On Not Getting What You Want


I didn't get the job. I am gutted. I've been in floods of tears. I cried myself to sleep and as I woke up I had this feeling that something was horribly wrong, before I even knew what it was, before I remembered.

I didn't get the job is that I performed poorly at interview. I performed poorly because I was sick.

My answers were vague and imcomplete. My mind kept going blank. I started wishing for the damn thing to be over. I was exhausted. I hadn't realised how much energy this would take.

Here are some learning points for myself re: Interviews.

1) Never go to an interview when you're sick - it's a waste of time!

2) Deal with anxiety by being prepared. Come up with a list of interview questions. Spend time preparing your answers and then practice with another person as interviewer (ideally in the same field) who can give you feedback on your performance.

3) Warm up by talking to someone before you get there.

4) Use formal language where possible - the vocabulary of your profession.

5) Smile, breathe and make good eye contact. Your performance is part of what you will be judged on. If there are a few of you with similar qualifications/ experience, this could make all the difference.

6) Get there early. You are going to be a bit nervous anyway - you don't need to be stressing about traffic or directions.


If the worst happens and you don't get the job, remember that you're not the only one to be hit by disappointment - it happens to all of us sometimes.

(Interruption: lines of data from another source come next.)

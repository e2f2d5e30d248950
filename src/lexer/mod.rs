// Author: Dustin Pilgrim
// License: MIT

mod scanner;

pub(crate) use scanner::{find_unquoted, split_unquoted};

/// Structural role of a single, comment-free line.
#[derive(Debug, Clone, Copy, PartialEq, Eq)]
pub enum LineShape<'a> {
    Blank,
    /// `name {`, or `name { ... }` when the block also closes on the same line.
    /// `body` is the trimmed text between the braces of a closed block.
    Open { name: &'a str, closed: bool, body: &'a str },
    Close,
    Content,
}

/// Remove comments from a single line.
///
/// A line whose trimmed text starts with `//` becomes empty; otherwise the line
/// is cut at the first `//` that is not inside quotes, so URLs in strings survive.
pub fn strip_comment(line: &str) -> &str {
    if line.trim_start().starts_with("//") {
        return "";
    }
    match find_unquoted(line, "//") {
        Some(pos) => line[..pos].trim_end(),
        None => line.trim_end(),
    }
}

/// Strip comments from every line. Line count is preserved so indexes keep
/// mapping to source line numbers.
pub fn strip_comments<S: AsRef<str>>(lines: &[S]) -> Vec<String> {
    lines
        .iter()
        .map(|l| strip_comment(l.as_ref()).to_string())
        .collect()
}

pub fn line_shape(line: &str) -> LineShape<'_> {
    let trimmed = line.trim();
    if trimmed.is_empty() {
        return LineShape::Blank;
    }

    if let Some(open) = find_unquoted(trimmed, "{") {
        let rest = &trimmed[open + 1..];
        let close = find_unquoted(rest, "}");
        return LineShape::Open {
            name: trimmed[..open].trim(),
            closed: close.is_some(),
            body: close.map_or("", |c| rest[..c].trim()),
        };
    }

    if find_unquoted(trimmed, "}").is_some() {
        return LineShape::Close;
    }

    LineShape::Content
}

#[cfg(test)]
mod tests;
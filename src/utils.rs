// Author: Dustin Pilgrim
// License: MIT

/// True when `target` contains any of `patterns` as a substring.
pub fn contains_many(target: &str, patterns: &[&str]) -> bool {
    patterns.iter().any(|p| target.contains(p))
}

/// True when the text is wrapped in a matching pair of single or double quotes.
pub fn is_quoted(s: &str) -> bool {
    s.len() >= 2
        && ((s.starts_with('"') && s.ends_with('"')) || (s.starts_with('\'') && s.ends_with('\'')))
}

/// Strip one layer of matching quotes, if present.
pub fn strip_quotes(s: &str) -> &str {
    if is_quoted(s) { &s[1..s.len() - 1] } else { s }
}

pub fn has_decimal_separator(s: &str) -> bool {
    s.contains('.') || s.contains(',')
}

/// Boolean literal parse accepting the conventional spellings
/// (`1 t T TRUE true True` and `0 f F FALSE false False`).
pub fn parse_bool_literal(s: &str) -> Option<bool> {
    match s {
        "1" | "t" | "T" | "TRUE" | "true" | "True" => Some(true),
        "0" | "f" | "F" | "FALSE" | "false" | "False" => Some(false),
        _ => None,
    }
}

/// Parse a float literal, accepting `,` as decimal separator.
pub fn parse_float_literal(s: &str) -> Option<f32> {
    if s.contains(',') {
        s.replacen(',', ".", 1).parse::<f32>().ok()
    } else {
        s.parse::<f32>().ok()
    }
}
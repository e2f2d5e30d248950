// Author: Dustin Pilgrim
// License: MIT

use super::*;
use crate::ast::AttributeValue;

impl NeclConfig {
    /// Get a value and check it with `validator`. On failure the error names
    /// the valid values and points at the source line.
    pub fn get_validated<T, F>(&self, path: &str, validator: F, valid_values: &str) -> Result<T, NeclError>
    where
        T: TryFrom<AttributeValue, Error = NeclError>,
        F: FnOnce(&T) -> bool,
    {
        let typed_value: T = self.get(path)?;

        if !validator(&typed_value) {
            let (line, snippet) = helpers::find_config_line(path, &self.raw_content);
            return Err(NeclError::ValidationError {
                message: format!("Invalid value for `{}`\nExpected: {}", path, valid_values),
                line,
                hint: Some(format!("Valid values are: {}\n  → {}", valid_values, snippet)),
            });
        }

        Ok(typed_value)
    }

    /// Get a string value and check it is one of `allowed_values`
    /// (case-insensitive).
    pub fn get_string_enum(&self, path: &str, allowed_values: &[&str]) -> Result<String, NeclError> {
        let value: String = self.get(path)?;
        let lower_value = value.to_lowercase();

        if !allowed_values.iter().any(|v| v.to_lowercase() == lower_value) {
            let (line, snippet) = helpers::find_config_line(path, &self.raw_content);
            return Err(NeclError::ValidationError {
                message: format!("Invalid value '{}' for `{}`", value, path),
                line,
                hint: Some(format!("Expected one of: {}\n  → {}", allowed_values.join(", "), snippet)),
            });
        }

        Ok(value)
    }
}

If this is what you really want, it won't matter too much that you didn't get it straight away. So what? Someone else got the job? Good for them. It will be your time before long.

Gently pick yourself up, gather strength and try again.

Wednesday 10 September 2008

Keep On Trekking

So, now that I'm single, I am free to focus on areas of my life I have had on a back burner.

For a long time now, I've wanted to earn more money by working as a counsellor. Finally, an opportunity has arrived at the centre that I volunteer at. It's a really exciting time. The job is part-time, only 10 hours a week, but it's something that could lead to more work or could be supplemented by private clients and other work.

What do you do?
I'm a counsellor.

That's what I want to be able to say, instead of: "I earn my money as a support worker, but I'm also qualified as counsellor and I'm trying to build up by client base and get a job so that can become my main thing."

It's easier to say, for a start.


Well, as great as it is to focus on my career, I find it quite hard being single. It's hard not to feel lonely. My friendships seem more important; my job seems more important; my happiness seems more important. Otherwise, I don't know. My life is in flux, I guess.

There's this little voice that pipes up sometimes saying, You're 30 soon! What are you doing with your life? I get this sense of panic rising, that I should be in a loving relationship, that I should be having kids, that I should have a mortgage, that I should have my career path sorted!

I have to remember to stay calm and think of all the other folk I know who are making their way through life in the best way they know how, just like me. I have to remember that few people get to a point where they can say to themselves: this is 100% where I want to be.

It is better to be open to finding the right path than to be on the wrong one and too stubborn or frightened to change!

I need to get out for a long hike in the wilds, go canoeing, climb a mountain. Maybe that will remind me that I am strong and that there is great beauty in the world. It will also remind me that life is not always about what I did or what I'm going to do, but what I'm doing right now.